苏温只笑了,至少如今,他还是自己的幼弟,他牵着人进了正殿:“本宫方才烹了茶,如今池来了,正好一起品饮。”

屋外寒冷,室内却温暖如春,苏温拉着苏池坐下,桌上除却茶水,也摆了果品茶点:“许久未见皇兄,甚是想念。”

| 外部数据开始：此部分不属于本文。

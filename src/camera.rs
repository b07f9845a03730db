// Opens a webcam and converts frames into a buffer suitable for the window.
// Frames come back mirrored (selfie view) so a hand moving right on screen
// moves right on the canvas too.

use crate::error::Error;
use crate::types::FrameBuffer;

// Bring in nokhwa types for camera control.
use nokhwa::{
    Camera,
    pixel_format::RgbFormat,
    utils::{
        CameraFormat, CameraIndex, FrameFormat, RequestedFormat, RequestedFormatType, Resolution,
    },
};

// A small wrapper around nokhwa::Camera so our main loop stays clean.
pub struct CameraCapture {
    cam: Camera,
    index: u32,
    width: u32,
    height: u32,
}

impl CameraCapture {
    /// Try to open camera `index` at a target resolution (falls back if not exact).
    pub fn new(index: u32, width: u32, height: u32) -> Result<Self, Error> {
        let idx = CameraIndex::Index(index);

        let fmt = CameraFormat::new(
            Resolution::new(width, height),
            FrameFormat::YUYV, // uncompressed; cheap to convert to RGB
            30,                // target FPS
        );

        // Ask for RGB frames, prioritizing the closest format to our request.
        let req = RequestedFormat::new::<RgbFormat>(RequestedFormatType::Closest(fmt));

        let mut cam = Camera::new(idx, req)
            .map_err(|e| Error::CameraInit(format!("Create camera {index}: {e}")))?;

        cam.open_stream()
            .map_err(|e| Error::CameraInit(format!("Open stream {index}: {e}")))?;

        // The actual stream might choose a slightly different resolution.
        let actual = cam.resolution();
        log::info!("Camera {index} streaming at {}x{}", actual.width(), actual.height());

        Ok(Self {
            cam,
            index,
            width: actual.width(),
            height: actual.height(),
        })
    }

    /// Grab one frame, mirror it, and pack it as 0x00RRGGBB pixels.
    pub fn next_frame(&mut self) -> Result<FrameBuffer, Error> {
        // Blocks until a new frame is ready.
        let frame = self
            .cam
            .frame()
            .map_err(|e| Error::CameraFrame(format!("Fetch frame: {e}")))?;

        let rgb_img = frame
            .decode_image::<RgbFormat>()
            .map_err(|e| Error::CameraFrame(format!("Decode RGB: {e}")))?;

        let (w, h) = rgb_img.dimensions();
        let mut out = Vec::with_capacity((w as usize) * (h as usize));
        for y in 0..h {
            for x in (0..w).rev() {
                let pixel = rgb_img.get_pixel(x, y);
                let r = pixel[0] as u32;
                let g = pixel[1] as u32;
                let b = pixel[2] as u32;
                out.push((r << 16) | (g << 8) | b);
            }
        }

        Ok(FrameBuffer {
            width: w as usize,
            height: h as usize,
            pixels: out,
        })
    }

    pub fn index(&self) -> u32 {
        self.index
    }

    /// Report the actual resolution the camera is delivering.
    pub fn resolution(&self) -> (u32, u32) {
        (self.width, self.height)
    }
}

impl Drop for CameraCapture {
    fn drop(&mut self) {
        if let Err(e) = self.cam.stop_stream() {
            log::warn!("Stopping camera {}: {e}", self.index);
        }
    }
}

/// Open the first working camera: `preferred` first, then 0..=max_index.
pub fn find_available_camera(preferred: Option<u32>, max_index: u32, width: u32, height: u32) -> Option<CameraCapture> {
    let candidates = preferred.into_iter().chain((0..=max_index).filter(move |&i| Some(i) != preferred));
    for index in candidates {
        match CameraCapture::new(index, width, height) {
            Ok(cam) => return Some(cam),
            Err(e) => log::debug!("Camera {index} unavailable: {e}"),
        }
    }
    log::warn!("No camera found");
    None
}

/// Scale `src` into a `width`×`height` buffer (nearest neighbour).
/// Used when the camera picks a resolution other than the canvas size.
pub fn fit_frame(src: &FrameBuffer, width: usize, height: usize) -> FrameBuffer {
    if src.width == width && src.height == height {
        return src.clone();
    }
    let mut pixels = Vec::with_capacity(width * height);
    for y in 0..height {
        let sy = if src.height == 0 { 0 } else { y * src.height / height };
        for x in 0..width {
            let sx = if src.width == 0 { 0 } else { x * src.width / width };
            pixels.push(src.pixels.get(sy * src.width + sx).copied().unwrap_or(0));
        }
    }
    FrameBuffer { width, height, pixels }
}

#[cfg(test)]
mod tests {
    use super::*;

    #[test]
    fn fit_frame_scales_nearest() {
        let src = FrameBuffer { width: 2, height: 1, pixels: vec![1, 2] };
        let out = fit_frame(&src, 4, 2);
        assert_eq!(out.pixels, vec![1, 1, 2, 2, 1, 1, 2, 2]);
    }

    #[test]
    fn fit_frame_same_size_is_copy() {
        let src = FrameBuffer { width: 2, height: 2, pixels: vec![1, 2, 3, 4] };
        assert_eq!(fit_frame(&src, 2, 2), src);
    }
}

“今日正好,我们兄弟两叙叙旧。”苏温亲自给人倒了一杯茶,然后坐回了自己的位置。

“皇兄,臣弟找你可不是来叙旧的。”苏池手捧着茶杯,许是在取暖,“现在母妃管得严,臣弟来找你一次不容易,等我十五辟府了就方便了,到时候臣弟就可以助皇兄一臂之力。”

“那你寻我是要我帮你?”苏温疑心顿起。

苏池回答的果断:“是,望皇兄为臣弟救一个人,也是帮您自己。”

“谁?”苏温抿了一口茶,只看向他,生在皇家确实不易,这样的年纪便有了这样的心性,自己的几个兄长,又是怎样的老狐狸。

说到底,如今的自己还未同他们斗过,都是他们单方面的暗算自己。

“前些日子,臣弟出宫玩乐,听到了一些消息。

皇兄可知两前春闱高中的那位探花郎?探花郎不必是进士中的前三甲,但一定是最英俊的。

晋王殿下风流,他府上的姿色出众的男女众多,前些日子在长安街上遇见了那位探花郎,想要使人屈从,探花郎不从。

三皇兄便参了他一本,如今收押在大理寺。”苏池喝着茶偶尔吃一块糕慢吞吞地说着话,“王子皇孙风流些也没什么,但不该做这样的事。

探花郎无辜,他是清官,又长了那样一副相貌,总惹人不满,主要的是他不站队,说是为百姓,不为权贵。

臣弟是怕他死了可惜,或许不能为皇兄所用但也想救他一救。”

“你知晓我如今未到干政的年纪。”苏温听人的言语也颇为苦恼,实在是自己在朝中势单力薄。

“做与不做就是皇兄的事情。还有一件事,便是听说父皇要五皇兄去西南了。”苏池饮完一杯茶便又续了一杯。

如今早已不是分封天下,但天高皇帝远,苏沐若要在外拥兵自重,朝中几位兄弟斗得你死我活,到时候坐收渔利也不一定。